- [What to produce]
Where does the string "KbError" appear in the records? Copy every line that contains it.

- [Dataset]
* * * * *

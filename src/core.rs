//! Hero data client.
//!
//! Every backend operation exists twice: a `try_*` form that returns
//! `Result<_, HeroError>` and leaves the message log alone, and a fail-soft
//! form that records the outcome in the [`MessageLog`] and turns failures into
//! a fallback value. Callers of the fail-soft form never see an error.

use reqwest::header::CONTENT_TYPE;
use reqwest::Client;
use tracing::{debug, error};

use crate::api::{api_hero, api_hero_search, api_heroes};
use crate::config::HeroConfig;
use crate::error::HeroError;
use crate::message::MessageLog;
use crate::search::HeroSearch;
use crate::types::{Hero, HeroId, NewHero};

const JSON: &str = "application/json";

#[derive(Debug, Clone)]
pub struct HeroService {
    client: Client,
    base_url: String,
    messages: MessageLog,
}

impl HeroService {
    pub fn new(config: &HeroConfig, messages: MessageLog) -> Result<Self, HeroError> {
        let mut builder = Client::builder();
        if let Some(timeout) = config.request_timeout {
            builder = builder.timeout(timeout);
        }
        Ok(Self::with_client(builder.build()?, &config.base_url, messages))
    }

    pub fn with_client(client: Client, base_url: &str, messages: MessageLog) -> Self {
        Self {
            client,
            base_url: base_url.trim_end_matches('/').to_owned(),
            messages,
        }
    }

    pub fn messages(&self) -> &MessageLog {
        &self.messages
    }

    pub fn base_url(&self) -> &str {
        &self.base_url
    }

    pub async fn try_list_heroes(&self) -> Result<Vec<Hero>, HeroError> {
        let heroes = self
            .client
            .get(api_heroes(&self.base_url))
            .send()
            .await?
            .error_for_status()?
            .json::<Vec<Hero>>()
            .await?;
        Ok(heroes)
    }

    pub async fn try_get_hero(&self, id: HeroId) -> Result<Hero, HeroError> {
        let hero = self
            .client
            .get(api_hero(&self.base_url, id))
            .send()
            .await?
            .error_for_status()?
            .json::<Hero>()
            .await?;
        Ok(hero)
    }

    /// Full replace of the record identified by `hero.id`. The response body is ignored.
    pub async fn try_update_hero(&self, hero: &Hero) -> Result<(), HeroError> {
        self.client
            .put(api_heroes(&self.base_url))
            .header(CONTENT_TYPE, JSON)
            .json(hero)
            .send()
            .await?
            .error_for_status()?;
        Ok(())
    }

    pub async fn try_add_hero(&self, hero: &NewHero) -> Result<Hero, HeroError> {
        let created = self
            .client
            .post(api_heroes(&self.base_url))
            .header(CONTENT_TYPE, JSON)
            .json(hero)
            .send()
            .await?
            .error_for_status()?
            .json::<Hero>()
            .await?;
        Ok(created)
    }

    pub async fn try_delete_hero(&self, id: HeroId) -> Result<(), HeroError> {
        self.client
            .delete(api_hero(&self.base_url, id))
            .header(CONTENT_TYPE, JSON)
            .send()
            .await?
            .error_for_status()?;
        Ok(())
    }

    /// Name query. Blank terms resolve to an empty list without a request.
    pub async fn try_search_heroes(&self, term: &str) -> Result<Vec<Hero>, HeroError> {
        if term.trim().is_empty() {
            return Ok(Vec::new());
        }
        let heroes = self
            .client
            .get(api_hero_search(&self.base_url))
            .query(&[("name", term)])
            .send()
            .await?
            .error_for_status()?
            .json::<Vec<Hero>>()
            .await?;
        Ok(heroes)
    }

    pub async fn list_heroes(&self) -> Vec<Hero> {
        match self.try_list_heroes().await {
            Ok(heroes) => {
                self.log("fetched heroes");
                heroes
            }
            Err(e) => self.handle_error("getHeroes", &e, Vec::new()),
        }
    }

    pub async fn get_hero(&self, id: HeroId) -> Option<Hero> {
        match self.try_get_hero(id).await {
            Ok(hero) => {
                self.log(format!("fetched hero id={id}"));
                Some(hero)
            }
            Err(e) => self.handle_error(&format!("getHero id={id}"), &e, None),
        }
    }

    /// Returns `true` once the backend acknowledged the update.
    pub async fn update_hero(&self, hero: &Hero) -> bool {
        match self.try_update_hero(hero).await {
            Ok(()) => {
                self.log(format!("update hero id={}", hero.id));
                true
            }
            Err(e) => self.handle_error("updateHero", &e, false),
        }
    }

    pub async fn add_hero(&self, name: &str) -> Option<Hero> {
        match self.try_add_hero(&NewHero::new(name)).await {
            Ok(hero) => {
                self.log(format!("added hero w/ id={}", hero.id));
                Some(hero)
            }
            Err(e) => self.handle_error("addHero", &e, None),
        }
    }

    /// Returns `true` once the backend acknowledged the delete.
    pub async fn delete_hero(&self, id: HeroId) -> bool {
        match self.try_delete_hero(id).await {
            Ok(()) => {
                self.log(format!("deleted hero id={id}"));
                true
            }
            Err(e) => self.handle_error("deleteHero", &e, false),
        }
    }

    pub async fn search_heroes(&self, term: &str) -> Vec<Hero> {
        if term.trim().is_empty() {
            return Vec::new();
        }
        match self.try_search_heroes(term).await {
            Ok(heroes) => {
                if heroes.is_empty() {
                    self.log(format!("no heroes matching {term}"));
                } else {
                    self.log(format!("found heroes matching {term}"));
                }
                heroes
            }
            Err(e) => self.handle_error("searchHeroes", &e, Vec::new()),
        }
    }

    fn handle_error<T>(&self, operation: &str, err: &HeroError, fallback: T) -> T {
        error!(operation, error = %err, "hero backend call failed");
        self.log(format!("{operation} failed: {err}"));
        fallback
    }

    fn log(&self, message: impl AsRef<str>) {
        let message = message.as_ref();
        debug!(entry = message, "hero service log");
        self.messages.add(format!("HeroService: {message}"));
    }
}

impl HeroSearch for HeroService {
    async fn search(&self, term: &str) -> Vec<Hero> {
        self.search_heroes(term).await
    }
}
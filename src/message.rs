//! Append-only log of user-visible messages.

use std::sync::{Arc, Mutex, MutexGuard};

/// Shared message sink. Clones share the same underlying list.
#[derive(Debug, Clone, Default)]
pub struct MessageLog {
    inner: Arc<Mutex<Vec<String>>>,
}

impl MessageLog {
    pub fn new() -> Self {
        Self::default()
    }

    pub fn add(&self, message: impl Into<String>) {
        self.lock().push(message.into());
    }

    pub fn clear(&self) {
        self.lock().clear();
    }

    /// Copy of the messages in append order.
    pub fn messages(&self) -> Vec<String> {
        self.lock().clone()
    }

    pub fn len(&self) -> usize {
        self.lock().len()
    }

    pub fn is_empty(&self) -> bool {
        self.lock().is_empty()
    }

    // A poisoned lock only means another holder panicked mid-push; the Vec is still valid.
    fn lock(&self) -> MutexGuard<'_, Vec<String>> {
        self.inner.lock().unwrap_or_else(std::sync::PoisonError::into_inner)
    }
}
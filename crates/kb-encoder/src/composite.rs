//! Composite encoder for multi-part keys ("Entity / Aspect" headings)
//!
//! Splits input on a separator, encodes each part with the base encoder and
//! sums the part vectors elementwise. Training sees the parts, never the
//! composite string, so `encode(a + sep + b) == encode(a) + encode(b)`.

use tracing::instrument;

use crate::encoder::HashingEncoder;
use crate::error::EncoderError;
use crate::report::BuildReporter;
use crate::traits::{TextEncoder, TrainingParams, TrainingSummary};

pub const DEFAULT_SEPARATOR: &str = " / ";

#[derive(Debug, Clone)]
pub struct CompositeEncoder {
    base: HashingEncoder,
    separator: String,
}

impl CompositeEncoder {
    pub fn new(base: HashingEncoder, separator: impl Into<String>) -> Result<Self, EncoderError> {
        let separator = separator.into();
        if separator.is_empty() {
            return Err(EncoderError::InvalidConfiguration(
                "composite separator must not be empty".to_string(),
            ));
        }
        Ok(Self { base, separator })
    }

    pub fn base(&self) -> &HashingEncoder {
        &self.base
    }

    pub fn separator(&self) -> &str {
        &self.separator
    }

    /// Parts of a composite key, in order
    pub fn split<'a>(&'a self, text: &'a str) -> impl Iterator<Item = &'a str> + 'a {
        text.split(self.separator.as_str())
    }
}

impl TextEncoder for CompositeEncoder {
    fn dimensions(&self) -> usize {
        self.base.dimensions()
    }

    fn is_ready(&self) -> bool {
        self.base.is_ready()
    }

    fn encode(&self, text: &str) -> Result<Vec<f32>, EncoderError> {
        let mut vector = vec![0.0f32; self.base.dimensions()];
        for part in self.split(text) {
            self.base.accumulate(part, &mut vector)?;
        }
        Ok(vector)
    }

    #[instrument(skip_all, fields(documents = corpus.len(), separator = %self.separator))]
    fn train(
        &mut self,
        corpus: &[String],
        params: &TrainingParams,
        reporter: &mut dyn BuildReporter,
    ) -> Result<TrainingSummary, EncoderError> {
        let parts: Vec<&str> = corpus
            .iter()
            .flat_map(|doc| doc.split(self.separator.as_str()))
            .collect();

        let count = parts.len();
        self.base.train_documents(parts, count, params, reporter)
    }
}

* * * * *

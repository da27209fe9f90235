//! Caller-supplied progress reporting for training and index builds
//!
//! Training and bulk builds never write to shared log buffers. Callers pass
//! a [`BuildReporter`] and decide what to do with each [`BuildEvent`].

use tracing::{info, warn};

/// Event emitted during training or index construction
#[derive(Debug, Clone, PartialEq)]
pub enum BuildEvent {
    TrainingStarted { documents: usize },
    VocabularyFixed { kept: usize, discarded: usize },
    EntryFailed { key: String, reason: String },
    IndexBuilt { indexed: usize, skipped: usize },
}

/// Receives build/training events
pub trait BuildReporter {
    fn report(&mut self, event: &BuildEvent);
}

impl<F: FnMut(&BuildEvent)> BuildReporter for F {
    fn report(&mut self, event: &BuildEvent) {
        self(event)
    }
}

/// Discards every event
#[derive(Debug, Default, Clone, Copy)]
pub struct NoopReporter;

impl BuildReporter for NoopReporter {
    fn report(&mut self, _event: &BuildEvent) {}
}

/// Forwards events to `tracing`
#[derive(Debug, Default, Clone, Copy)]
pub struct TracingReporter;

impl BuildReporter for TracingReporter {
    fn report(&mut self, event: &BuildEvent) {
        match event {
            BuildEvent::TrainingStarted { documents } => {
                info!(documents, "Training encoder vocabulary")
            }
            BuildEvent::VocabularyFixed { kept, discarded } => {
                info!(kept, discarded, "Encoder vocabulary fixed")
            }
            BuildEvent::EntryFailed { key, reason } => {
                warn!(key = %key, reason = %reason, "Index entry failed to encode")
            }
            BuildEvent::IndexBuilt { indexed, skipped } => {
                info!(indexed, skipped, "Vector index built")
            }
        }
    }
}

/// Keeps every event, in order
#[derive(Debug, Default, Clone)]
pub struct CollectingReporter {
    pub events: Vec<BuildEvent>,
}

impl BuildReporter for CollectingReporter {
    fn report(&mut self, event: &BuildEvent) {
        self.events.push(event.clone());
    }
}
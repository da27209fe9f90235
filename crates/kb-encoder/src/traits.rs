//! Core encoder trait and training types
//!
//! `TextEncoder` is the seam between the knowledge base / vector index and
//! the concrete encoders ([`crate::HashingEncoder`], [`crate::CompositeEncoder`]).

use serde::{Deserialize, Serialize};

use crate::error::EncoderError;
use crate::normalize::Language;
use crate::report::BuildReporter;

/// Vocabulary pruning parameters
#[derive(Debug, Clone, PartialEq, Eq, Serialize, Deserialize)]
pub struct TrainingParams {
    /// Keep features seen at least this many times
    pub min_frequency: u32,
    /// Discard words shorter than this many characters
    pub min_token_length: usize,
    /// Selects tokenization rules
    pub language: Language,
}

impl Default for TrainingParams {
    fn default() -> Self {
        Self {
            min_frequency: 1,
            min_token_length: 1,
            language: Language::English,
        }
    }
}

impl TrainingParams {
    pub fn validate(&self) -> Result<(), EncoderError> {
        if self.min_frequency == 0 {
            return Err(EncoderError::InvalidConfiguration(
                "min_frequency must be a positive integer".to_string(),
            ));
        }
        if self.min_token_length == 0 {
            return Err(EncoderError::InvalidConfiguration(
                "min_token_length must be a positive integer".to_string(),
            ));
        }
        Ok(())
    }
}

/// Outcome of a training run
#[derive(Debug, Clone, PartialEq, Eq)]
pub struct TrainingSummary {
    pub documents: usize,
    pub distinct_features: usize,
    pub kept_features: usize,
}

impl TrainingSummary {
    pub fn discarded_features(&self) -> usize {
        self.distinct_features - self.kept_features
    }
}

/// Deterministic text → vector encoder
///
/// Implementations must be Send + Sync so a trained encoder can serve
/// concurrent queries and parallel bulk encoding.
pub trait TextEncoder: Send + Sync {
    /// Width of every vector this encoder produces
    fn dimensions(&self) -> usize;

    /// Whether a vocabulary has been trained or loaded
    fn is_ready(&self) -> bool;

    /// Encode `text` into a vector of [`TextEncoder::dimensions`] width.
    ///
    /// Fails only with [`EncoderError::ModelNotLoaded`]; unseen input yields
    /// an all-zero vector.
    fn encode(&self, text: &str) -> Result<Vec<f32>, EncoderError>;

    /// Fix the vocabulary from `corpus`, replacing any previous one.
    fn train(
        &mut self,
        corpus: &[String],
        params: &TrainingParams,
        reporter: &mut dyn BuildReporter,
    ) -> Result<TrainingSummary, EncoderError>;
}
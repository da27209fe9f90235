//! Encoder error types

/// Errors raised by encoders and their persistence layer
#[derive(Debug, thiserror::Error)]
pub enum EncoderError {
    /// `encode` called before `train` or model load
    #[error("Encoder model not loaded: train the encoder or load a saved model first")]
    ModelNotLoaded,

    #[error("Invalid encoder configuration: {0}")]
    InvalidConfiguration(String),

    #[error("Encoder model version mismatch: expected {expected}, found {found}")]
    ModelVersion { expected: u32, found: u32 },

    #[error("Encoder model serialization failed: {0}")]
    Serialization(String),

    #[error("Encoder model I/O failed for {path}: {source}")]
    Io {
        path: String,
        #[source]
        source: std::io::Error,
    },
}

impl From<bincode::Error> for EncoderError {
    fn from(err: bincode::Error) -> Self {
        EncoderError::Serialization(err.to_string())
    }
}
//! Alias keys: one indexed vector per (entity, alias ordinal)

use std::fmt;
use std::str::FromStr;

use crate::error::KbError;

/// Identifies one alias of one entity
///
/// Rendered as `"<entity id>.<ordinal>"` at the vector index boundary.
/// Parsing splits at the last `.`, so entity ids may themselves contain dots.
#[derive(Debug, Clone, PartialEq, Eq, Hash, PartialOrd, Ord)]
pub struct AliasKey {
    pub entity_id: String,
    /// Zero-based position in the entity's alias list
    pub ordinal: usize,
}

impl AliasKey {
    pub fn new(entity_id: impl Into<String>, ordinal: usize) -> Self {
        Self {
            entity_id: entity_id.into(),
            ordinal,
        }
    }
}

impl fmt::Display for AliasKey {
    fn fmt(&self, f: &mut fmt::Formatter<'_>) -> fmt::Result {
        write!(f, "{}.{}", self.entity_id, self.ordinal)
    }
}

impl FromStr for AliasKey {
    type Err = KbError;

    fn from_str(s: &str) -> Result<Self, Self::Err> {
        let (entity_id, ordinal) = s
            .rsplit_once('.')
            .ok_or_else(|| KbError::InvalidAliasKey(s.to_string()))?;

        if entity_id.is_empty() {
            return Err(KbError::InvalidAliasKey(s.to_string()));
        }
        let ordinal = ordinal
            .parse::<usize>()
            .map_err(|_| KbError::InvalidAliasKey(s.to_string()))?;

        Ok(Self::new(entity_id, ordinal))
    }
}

* * * * *

- [Result for this exercise]
use crate::error::KbError;
    type Err = KbError;
            .ok_or_else(|| KbError::InvalidAliasKey(s.to_string()))?;
            return Err(KbError::InvalidAliasKey(s.to_string()));
            .map_err(|_| KbError::InvalidAliasKey(s.to_string()))?;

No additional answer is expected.